*** Opening of Given entries ***
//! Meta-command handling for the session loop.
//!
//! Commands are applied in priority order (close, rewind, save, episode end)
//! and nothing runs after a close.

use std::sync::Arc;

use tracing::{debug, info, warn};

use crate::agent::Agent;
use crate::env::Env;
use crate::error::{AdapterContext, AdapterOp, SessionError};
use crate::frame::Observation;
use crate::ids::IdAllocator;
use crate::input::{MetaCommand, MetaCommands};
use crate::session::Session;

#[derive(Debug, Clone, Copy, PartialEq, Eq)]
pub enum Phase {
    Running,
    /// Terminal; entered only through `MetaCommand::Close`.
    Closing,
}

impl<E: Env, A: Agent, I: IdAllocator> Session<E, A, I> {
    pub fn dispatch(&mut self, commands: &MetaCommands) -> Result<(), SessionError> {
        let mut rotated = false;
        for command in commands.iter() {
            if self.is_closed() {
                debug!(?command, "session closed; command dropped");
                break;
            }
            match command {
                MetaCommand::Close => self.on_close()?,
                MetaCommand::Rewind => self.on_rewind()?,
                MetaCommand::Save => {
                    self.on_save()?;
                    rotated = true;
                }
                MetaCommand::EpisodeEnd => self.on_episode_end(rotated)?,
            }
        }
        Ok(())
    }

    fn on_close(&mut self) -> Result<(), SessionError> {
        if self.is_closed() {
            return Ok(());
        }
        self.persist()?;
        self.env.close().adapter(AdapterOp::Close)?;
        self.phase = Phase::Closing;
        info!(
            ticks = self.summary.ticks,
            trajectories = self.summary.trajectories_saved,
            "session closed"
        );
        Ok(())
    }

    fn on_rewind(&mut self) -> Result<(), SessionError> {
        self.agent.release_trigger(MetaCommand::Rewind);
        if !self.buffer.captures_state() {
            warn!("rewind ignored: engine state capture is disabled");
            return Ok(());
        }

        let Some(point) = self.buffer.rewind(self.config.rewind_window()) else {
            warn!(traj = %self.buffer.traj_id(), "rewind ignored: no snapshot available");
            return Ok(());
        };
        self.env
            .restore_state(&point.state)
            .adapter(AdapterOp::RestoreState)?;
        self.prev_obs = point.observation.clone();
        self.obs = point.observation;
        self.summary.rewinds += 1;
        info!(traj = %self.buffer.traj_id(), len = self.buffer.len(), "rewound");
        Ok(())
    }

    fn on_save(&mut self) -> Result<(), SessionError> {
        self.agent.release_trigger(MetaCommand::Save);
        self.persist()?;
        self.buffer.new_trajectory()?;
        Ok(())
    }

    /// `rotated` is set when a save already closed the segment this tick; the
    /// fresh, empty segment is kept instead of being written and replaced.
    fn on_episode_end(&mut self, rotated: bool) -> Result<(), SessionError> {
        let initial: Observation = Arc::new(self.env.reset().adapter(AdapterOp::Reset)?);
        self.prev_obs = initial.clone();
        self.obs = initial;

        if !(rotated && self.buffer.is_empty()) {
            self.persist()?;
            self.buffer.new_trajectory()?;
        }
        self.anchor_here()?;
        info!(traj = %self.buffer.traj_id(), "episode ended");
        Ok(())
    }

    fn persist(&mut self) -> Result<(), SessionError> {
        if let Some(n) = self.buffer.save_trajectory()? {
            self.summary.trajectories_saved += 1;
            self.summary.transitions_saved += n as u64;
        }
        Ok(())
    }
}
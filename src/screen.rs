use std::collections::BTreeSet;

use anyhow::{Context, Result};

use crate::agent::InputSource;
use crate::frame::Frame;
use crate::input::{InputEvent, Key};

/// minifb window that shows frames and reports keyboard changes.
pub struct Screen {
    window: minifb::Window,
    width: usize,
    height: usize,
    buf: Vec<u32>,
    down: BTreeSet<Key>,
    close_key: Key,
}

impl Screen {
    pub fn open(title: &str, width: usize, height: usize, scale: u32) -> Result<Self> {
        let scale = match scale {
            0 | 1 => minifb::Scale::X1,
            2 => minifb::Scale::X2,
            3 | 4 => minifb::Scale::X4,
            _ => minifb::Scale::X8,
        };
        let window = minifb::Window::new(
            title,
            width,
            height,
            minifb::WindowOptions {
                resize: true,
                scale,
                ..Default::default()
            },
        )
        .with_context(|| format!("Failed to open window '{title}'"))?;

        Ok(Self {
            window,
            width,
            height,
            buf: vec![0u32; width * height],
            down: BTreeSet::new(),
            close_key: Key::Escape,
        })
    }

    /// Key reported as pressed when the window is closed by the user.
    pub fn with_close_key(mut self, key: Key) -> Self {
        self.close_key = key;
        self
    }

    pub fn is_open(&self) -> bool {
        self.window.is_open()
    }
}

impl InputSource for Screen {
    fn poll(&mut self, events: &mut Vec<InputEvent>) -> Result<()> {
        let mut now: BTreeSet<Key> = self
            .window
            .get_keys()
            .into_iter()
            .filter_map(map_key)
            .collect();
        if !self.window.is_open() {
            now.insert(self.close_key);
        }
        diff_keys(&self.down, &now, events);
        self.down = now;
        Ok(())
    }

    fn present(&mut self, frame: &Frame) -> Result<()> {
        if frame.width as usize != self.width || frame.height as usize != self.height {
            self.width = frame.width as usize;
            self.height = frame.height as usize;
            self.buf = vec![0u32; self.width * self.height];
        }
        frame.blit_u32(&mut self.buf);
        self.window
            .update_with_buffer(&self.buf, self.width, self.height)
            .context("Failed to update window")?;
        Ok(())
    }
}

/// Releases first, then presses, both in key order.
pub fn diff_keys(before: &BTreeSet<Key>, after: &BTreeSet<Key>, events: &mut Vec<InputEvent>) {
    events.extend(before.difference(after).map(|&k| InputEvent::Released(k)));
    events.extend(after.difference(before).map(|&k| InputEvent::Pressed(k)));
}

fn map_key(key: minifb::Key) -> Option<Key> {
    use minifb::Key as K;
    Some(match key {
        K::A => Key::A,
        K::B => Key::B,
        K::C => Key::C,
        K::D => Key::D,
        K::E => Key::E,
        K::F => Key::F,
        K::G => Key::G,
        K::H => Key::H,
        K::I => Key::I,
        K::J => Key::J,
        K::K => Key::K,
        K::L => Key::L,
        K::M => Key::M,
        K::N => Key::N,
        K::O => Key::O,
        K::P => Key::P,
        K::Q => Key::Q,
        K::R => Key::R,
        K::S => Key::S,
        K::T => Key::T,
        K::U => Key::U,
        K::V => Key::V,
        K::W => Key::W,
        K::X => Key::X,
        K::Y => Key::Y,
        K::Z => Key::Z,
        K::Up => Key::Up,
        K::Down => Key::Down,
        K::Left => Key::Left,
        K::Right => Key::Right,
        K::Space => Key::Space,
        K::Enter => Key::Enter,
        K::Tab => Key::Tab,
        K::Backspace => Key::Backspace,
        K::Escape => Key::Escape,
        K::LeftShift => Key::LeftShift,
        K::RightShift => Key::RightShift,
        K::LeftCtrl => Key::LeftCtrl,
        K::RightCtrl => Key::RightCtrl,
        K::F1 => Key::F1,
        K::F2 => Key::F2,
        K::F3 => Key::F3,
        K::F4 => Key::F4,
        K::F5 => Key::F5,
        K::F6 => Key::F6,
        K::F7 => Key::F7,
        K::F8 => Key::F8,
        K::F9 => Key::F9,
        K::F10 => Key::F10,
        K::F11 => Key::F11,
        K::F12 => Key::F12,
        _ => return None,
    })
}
*** Close of Given entries ***
*** Opening of Given entries ***
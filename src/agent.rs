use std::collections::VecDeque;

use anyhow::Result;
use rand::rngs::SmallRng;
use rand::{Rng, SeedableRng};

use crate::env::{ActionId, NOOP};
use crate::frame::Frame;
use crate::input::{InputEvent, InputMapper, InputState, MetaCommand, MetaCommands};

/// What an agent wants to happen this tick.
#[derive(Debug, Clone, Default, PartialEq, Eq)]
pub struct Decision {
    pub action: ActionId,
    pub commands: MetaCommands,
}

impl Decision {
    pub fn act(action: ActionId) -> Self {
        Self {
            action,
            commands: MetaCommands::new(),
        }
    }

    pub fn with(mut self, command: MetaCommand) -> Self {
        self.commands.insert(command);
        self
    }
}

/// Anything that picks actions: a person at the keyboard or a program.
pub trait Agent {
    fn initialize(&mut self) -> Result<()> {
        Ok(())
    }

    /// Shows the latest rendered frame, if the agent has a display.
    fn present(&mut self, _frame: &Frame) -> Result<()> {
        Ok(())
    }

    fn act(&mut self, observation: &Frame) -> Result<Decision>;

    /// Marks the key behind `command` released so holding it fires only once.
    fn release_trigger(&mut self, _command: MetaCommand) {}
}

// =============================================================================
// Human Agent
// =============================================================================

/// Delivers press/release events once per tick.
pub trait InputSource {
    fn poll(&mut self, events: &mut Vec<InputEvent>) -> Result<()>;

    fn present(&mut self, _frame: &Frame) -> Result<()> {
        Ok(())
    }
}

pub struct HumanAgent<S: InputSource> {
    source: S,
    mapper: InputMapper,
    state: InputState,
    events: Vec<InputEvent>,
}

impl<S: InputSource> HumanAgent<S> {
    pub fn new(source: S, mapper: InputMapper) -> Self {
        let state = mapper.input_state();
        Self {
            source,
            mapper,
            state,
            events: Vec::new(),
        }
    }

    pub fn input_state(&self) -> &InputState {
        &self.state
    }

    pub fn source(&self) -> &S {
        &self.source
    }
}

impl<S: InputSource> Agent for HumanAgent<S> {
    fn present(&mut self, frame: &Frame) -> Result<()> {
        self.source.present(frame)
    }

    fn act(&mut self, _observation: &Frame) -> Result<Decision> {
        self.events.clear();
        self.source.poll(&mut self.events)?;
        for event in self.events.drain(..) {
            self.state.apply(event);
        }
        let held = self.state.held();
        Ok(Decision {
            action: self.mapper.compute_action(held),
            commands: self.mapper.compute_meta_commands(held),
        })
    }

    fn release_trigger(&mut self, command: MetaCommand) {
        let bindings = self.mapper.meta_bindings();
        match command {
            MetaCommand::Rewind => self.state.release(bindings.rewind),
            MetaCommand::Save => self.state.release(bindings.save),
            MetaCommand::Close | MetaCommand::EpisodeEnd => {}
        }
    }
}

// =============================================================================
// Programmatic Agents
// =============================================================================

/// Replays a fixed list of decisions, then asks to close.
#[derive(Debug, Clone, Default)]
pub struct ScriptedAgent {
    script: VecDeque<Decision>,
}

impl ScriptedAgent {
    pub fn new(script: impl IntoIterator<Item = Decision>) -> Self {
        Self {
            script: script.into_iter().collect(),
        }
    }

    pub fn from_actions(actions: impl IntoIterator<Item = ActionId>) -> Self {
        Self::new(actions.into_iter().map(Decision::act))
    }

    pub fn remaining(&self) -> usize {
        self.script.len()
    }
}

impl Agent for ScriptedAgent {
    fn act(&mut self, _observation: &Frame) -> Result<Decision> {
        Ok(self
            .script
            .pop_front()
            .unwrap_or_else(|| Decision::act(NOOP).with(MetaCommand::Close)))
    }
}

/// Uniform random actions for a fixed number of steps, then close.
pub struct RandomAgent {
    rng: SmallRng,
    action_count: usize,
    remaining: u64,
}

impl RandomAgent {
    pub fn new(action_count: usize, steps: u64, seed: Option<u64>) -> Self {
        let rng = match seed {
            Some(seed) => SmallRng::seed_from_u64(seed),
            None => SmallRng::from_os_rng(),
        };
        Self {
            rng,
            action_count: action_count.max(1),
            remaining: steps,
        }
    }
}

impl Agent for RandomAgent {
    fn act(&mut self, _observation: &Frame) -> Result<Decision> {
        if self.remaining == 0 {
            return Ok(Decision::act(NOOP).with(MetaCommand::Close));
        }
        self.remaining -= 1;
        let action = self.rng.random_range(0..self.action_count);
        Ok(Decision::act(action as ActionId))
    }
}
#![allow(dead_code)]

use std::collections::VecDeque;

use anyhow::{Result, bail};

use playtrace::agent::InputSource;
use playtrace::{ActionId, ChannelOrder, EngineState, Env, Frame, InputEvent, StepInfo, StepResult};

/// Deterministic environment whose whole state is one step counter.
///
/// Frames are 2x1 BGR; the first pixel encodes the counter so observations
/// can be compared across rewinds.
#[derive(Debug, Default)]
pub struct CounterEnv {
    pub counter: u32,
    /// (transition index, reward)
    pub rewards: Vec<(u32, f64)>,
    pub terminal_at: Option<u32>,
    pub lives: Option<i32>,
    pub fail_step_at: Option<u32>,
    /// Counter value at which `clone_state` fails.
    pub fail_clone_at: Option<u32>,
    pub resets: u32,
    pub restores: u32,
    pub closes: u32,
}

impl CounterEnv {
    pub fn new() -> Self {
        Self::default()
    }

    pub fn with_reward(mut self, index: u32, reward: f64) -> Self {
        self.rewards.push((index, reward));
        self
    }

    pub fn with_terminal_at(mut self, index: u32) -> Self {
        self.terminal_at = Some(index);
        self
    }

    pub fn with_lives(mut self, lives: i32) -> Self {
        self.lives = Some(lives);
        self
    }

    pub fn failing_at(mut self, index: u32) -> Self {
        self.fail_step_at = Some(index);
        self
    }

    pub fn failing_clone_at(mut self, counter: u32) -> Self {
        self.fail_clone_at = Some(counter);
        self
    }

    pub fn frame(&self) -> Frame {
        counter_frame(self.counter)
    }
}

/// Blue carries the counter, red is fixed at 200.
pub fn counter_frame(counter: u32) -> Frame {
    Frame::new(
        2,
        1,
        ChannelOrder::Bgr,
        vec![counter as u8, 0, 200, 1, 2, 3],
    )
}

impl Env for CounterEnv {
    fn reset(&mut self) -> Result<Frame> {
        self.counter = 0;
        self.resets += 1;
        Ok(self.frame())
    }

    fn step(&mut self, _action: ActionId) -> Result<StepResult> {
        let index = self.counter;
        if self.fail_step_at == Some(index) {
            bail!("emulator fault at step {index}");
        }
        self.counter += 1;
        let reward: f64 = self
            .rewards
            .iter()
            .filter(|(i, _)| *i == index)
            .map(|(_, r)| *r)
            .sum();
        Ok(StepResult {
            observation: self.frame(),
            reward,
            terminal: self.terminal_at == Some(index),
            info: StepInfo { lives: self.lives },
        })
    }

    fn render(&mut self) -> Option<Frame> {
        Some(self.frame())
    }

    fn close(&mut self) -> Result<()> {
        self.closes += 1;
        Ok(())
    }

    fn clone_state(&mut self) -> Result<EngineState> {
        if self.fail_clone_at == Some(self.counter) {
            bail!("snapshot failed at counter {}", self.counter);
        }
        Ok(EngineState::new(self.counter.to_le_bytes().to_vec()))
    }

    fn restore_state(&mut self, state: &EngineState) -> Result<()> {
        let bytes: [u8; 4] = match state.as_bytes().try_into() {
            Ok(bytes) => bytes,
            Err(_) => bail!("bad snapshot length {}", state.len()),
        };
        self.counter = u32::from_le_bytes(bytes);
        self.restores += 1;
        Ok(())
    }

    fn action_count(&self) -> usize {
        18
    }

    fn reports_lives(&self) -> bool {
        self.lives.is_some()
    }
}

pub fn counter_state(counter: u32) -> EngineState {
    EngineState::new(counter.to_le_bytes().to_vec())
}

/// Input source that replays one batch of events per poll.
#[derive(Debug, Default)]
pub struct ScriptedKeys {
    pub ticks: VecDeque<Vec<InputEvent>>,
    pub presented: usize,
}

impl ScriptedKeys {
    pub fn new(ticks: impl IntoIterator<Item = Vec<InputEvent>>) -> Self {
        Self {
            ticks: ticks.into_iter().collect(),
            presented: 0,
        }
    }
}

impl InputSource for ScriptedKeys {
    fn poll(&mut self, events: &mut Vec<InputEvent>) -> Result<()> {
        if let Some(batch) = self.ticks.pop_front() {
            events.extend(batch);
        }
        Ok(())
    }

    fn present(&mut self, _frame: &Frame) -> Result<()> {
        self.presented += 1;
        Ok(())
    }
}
*** Close of Given entries ***
*** Opening of Given entries ***
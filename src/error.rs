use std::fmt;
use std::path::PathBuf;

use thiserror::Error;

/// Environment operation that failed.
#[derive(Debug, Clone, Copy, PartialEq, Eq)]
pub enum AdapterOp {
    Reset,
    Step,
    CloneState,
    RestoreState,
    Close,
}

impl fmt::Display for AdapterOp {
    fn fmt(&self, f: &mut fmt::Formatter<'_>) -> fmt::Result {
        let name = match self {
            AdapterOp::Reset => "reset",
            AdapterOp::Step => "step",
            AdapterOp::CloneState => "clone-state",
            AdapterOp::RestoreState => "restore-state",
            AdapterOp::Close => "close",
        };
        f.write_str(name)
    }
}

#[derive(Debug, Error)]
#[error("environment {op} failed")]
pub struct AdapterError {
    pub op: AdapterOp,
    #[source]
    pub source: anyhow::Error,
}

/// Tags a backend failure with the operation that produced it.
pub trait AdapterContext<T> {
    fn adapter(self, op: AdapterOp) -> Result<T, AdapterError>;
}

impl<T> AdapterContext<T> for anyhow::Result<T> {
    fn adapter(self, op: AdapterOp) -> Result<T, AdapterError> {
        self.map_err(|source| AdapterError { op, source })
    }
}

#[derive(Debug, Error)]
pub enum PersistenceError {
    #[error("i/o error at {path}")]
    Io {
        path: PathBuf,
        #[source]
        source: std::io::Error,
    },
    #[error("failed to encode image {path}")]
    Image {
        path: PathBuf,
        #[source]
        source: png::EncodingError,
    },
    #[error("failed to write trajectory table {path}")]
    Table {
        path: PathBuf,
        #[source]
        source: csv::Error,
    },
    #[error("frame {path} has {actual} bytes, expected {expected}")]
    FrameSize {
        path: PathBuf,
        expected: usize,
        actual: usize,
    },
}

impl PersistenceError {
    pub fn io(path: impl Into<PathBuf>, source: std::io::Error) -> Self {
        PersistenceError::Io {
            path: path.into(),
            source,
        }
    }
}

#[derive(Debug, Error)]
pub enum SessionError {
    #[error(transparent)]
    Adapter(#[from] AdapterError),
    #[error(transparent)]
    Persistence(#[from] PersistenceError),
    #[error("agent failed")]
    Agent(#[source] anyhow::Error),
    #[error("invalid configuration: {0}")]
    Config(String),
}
*** Close of Given entries ***
_Problem description:_ The listing above holds a line with "frame.blit_u32(&mut self.buf);" and a line with "after: &BTreeSet<Key>, events: &mut". Print the stretch from the first through the second, exactly and alone.

_Written answer:_
        frame.blit_u32(&mut self.buf);
        self.window
            .update_with_buffer(&self.buf, self.width, self.height)
            .context("Failed to update window")?;
        Ok(())
    }
}

/// Releases first, then presses, both in key order.
pub fn diff_keys(before: &BTreeSet<Key>, after: &BTreeSet<Key>, events: &mut Vec<InputEvent>) {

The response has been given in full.